● What you should do:
Starting at the top of the entries below, set down each line exactly as written, and stop after the line containing "pub mod error;".

● Input for this task:
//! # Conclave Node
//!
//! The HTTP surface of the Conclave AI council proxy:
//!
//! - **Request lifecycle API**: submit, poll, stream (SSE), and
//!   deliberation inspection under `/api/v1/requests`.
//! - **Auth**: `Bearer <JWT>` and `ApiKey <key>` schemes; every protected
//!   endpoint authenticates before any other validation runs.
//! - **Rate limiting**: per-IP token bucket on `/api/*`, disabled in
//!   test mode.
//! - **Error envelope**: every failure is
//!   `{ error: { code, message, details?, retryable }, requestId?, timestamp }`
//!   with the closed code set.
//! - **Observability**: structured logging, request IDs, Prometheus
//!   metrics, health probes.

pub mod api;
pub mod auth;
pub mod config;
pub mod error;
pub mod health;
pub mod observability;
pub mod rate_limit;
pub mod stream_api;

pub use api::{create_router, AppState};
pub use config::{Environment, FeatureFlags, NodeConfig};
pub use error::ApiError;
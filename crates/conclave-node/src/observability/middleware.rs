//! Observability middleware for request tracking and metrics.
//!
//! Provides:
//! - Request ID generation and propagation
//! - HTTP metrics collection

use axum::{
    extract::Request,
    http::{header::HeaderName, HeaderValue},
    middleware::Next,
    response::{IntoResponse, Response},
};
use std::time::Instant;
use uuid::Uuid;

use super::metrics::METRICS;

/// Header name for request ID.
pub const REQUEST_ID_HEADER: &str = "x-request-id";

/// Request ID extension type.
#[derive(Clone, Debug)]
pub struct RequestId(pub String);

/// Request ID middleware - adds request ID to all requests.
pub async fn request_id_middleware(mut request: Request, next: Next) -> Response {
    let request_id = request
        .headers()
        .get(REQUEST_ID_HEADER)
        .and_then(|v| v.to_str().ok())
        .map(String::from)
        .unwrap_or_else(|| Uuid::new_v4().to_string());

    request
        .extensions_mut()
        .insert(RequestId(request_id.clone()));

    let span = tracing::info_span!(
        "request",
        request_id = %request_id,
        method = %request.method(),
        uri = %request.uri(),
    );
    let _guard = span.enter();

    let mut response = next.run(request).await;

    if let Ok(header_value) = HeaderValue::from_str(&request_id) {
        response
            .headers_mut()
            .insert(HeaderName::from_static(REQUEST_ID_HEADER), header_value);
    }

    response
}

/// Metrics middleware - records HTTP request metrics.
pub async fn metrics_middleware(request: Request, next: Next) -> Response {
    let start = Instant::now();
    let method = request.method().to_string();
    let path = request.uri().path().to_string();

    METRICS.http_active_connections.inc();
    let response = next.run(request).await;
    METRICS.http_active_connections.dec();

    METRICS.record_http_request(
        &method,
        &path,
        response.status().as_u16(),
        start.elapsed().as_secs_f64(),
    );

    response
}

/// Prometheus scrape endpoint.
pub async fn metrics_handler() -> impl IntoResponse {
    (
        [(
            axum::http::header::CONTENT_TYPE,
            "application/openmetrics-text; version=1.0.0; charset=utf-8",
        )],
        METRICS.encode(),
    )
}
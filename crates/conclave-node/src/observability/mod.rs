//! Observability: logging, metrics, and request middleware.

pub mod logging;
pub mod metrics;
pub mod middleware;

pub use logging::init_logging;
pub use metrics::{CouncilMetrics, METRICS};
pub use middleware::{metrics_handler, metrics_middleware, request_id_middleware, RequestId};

● Your response:
//! # Conclave Node
//!
//! The HTTP surface of the Conclave AI council proxy:
//!
//! - **Request lifecycle API**: submit, poll, stream (SSE), and
//!   deliberation inspection under `/api/v1/requests`.
//! - **Auth**: `Bearer <JWT>` and `ApiKey <key>` schemes; every protected
//!   endpoint authenticates before any other validation runs.
//! - **Rate limiting**: per-IP token bucket on `/api/*`, disabled in
//!   test mode.
//! - **Error envelope**: every failure is
//!   `{ error: { code, message, details?, retryable }, requestId?, timestamp }`
//!   with the closed code set.
//! - **Observability**: structured logging, request IDs, Prometheus
//!   metrics, health probes.

pub mod api;
pub mod auth;
pub mod config;
pub mod error;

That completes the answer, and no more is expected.